Other than where this Agreement is between couples who have already divorced, a Separation Declaration may be needed, in order to demonstrate that the parties separated without the reasonable likelihood of cohabitation being resumed. This declaration is required to be signed by the parties once separation occurs. Only then would the provisions in the Binding Financial Agreement (and/or prenuptial Agreement) be triggered.

Why are Binding Financial Agreements (BFA’s or pre-nup’s) expensive?

BFA’s are costly documents because parties are being bound to financial decisions in the future circumventing a Court process to decide on the parties behalf.

The documents in nature are intended to be binding and need to be fully considered to factor in future cost and/or provision should circumstances change.

BFA’s are well regulated by the Family Law Act, which seeks to have conditions fulfilled in order for the BFA to be enforced.

If a BFA is found to be ambiguous, procured by misrepresentation, fraudulently obtained or non-binding, the Agreement can be set aside by a Court and the lawyer penalized for not fulfilling their legal obligation.

What does a substandard Binding Financial Agreement look like?

Clients who are ‘put-off’ by the high cost of BFA’s often seek legal service providers that will draft a BFA at a minimum cost. The adage that “you get what you pay for” has proven correct in this sense. Case law has proven that BFA’s are regularly being set aside for poor drafting, lack of compliance, failure to disclose. We summarise a few court decisions showing BFA’s being set aside for the following reasons:

  • No certificate of independent legal advice was provided
  • Absence of a signed statement by each party for receiving independent legal advice
  • Error in agreement and certificate
  • Delay in service of an agreement
  • No de facto relationship in existence
  • Agreements drafted with non-disclosure of assets and/or fraud
  • Agreement obtained under duress
  • Agreement obtained by unconscionable conduct

International (Hague applications)

In an increasingly global and open society, it is not uncommon for family law matters to involve circumstances and jurisdictions outside of Australia.

Our family law team regularly represent international family law clients, whether they reside in or outside of Australia. We have represented clients in matters which go beyond our borders and often across the world.

We have and continue to develop networks with family law practitioners around the globe as we seek to serve our clients well.

Our senior family lawyers’ experience in international family law:

James Tan, Director – has worked on the following family law matters with an international flair.
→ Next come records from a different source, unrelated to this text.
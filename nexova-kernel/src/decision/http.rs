/**
 * HTTP COLLABORATOR - Service de décision distant
 *
 * POST JSON du ContextBundle vers l'endpoint configuré, bearer token optionnel.
 * La réponse est renvoyée telle quelle (non typée) au DecisionInvoker qui la valide.
 */

use super::{ContextBundle, DecisionCollaborator, DecisionError};
use async_trait::async_trait;
use serde_json::Value;
use std::time::Duration;

pub struct HttpCollaborator {
    client: reqwest::Client,
    endpoint: String,
    token: Option<String>,
    timeout: Duration,
}

impl HttpCollaborator {
    pub fn new(endpoint: impl Into<String>, token: Option<String>, timeout: Duration) -> Result<Self, DecisionError> {
        let client = reqwest::Client::builder()
            .timeout(timeout)
            .user_agent(concat!("nexova-kernel/", env!("CARGO_PKG_VERSION")))
            .build()
            .map_err(|e| DecisionError::Transport(e.to_string()))?;
        Ok(Self { client, endpoint: endpoint.into(), token, timeout })
    }

    pub fn endpoint(&self) -> &str {
        &self.endpoint
    }
}

#[async_trait]
impl DecisionCollaborator for HttpCollaborator {
    async fn decide(&self, context: &ContextBundle) -> Result<Value, DecisionError> {
        let mut request = self.client.post(&self.endpoint).json(context);
        if let Some(token) = &self.token {
            request = request.bearer_auth(token);
        }

        let response = request.send().await.map_err(|e| {
            if e.is_timeout() {
                DecisionError::Timeout(self.timeout)
            } else {
                DecisionError::Transport(e.to_string())
            }
        })?;

        let status = response.status();
        if !status.is_success() {
            return Err(DecisionError::Transport(format!("decision service answered {status}")));
        }

        let body = response.text().await.map_err(|e| DecisionError::Transport(e.to_string()))?;
        serde_json::from_str(&body).map_err(|e| DecisionError::Malformed(format!("response is not JSON: {e}")))
    }

    fn name(&self) -> &'static str {
        "remote"
    }
}

#[cfg(test)]
mod tests {
    use super::*;
    use crate::models::{AnomalyKind, Machine, MachineStatus, TelemetryReading};
    use crate::profiles::MachineProfile;
    use axum::http::{HeaderMap, StatusCode};
    use axum::routing::post;
    use axum::{Json, Router};
    use time::OffsetDateTime;

    fn context() -> ContextBundle {
        ContextBundle {
            machine: Machine { id: "cnc-01".into(), name: "CNC 01".into(), machine_type: "CNC".into(), status: MachineStatus::Online },
            anomaly_kind: AnomalyKind::Overheat,
            reading: TelemetryReading {
                machine_id: "cnc-01".into(),
                timestamp: OffsetDateTime::now_utc(),
                voltage: 400.0,
                current: 20.0,
                power: 9.0,
                temperature: 80.0,
                vibration: 2.0,
                production: 30.0,
                runtime_hours: 2.0,
            },
            profile: MachineProfile::default(),
            history: Vec::new(),
        }
    }

    async fn serve(router: Router) -> String {
        let listener = tokio::net::TcpListener::bind("127.0.0.1:0").await.unwrap();
        let addr = listener.local_addr().unwrap();
        tokio::spawn(async move {
            axum::serve(listener, router).await.unwrap();
        });
        format!("http://{addr}/decide")
    }

    #[tokio::test]
    async fn test_posts_context_with_bearer_token() {
        let router = Router::new().route(
            "/decide",
            post(|headers: HeaderMap, Json(body): Json<Value>| async move {
                let auth = headers.get("authorization").and_then(|v| v.to_str().ok()).unwrap_or_default().to_string();
                Json(serde_json::json!({ "auth": auth, "kind": body["anomalyKind"], "machine": body["machine"]["id"] }))
            }),
        );
        let url = serve(router).await;

        let collaborator = HttpCollaborator::new(url, Some("secret".into()), Duration::from_secs(5)).unwrap();
        let echoed = collaborator.decide(&context()).await.unwrap();
        assert_eq!(echoed["auth"], "Bearer secret");
        assert_eq!(echoed["kind"], "OVERHEAT");
        assert_eq!(echoed["machine"], "cnc-01");
    }

    #[tokio::test]
    async fn test_error_status_is_transport_failure() {
        let router = Router::new().route("/decide", post(|| async { StatusCode::SERVICE_UNAVAILABLE }));
        let url = serve(router).await;

        let err = HttpCollaborator::new(url, None, Duration::from_secs(5)).unwrap().decide(&context()).await.unwrap_err();
        assert!(matches!(err, DecisionError::Transport(_)));
    }

    #[tokio::test]
    async fn test_non_json_body_is_malformed() {
        let router = Router::new().route("/decide", post(|| async { "take it offline" }));
        let url = serve(router).await;

        let err = HttpCollaborator::new(url, None, Duration::from_secs(5)).unwrap().decide(&context()).await.unwrap_err();
        assert!(matches!(err, DecisionError::Malformed(_)));
    }
}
Some of the cases he has worked on, include:

Country (Jurisdiction) Description of International Family Law Matter
England International Wills and Probate proceedings.
Indonesia Applying for a Divorce where the other party resided in a remote location in Indonesia.
New Zealand Applying for an Application under the Hague Convention on the Civil Aspects of International Child Abduction for the recovery of a child allegedly wrongfully removed.

Seeking to overturn New Zealand Orders from Australia in an International Relocation Parenting Case involving serious allegations of abuse of the child.

Dispute in relation to Spousal Maintenance including consideration of the Hague Convention on the International Recovery of Child Support and Other Forms of Family Maintenance.

United States of America Resisting an Application under the Hague Convention on the Civil Aspects of International Child Abduction for the recovery of a child allegedly wrongfully retained where the child has special needs.

International Property Settlement, including dealing with 401K issues and enforcement of Child Support across jurisdictions, including consideration of the Hague Convention on the International Recovery of Child Support and Other Forms of Family Maintenance.

France Whether Australia had jurisdiction to deal with matrimonial property where a “pre-nup” was entered into in France under the Hague Convention on the Law Applicable to Matrimonial Property Regimes 1978

James also spent a month admitted as a lawyer in Fiji and dealt with Family Law matters in that country.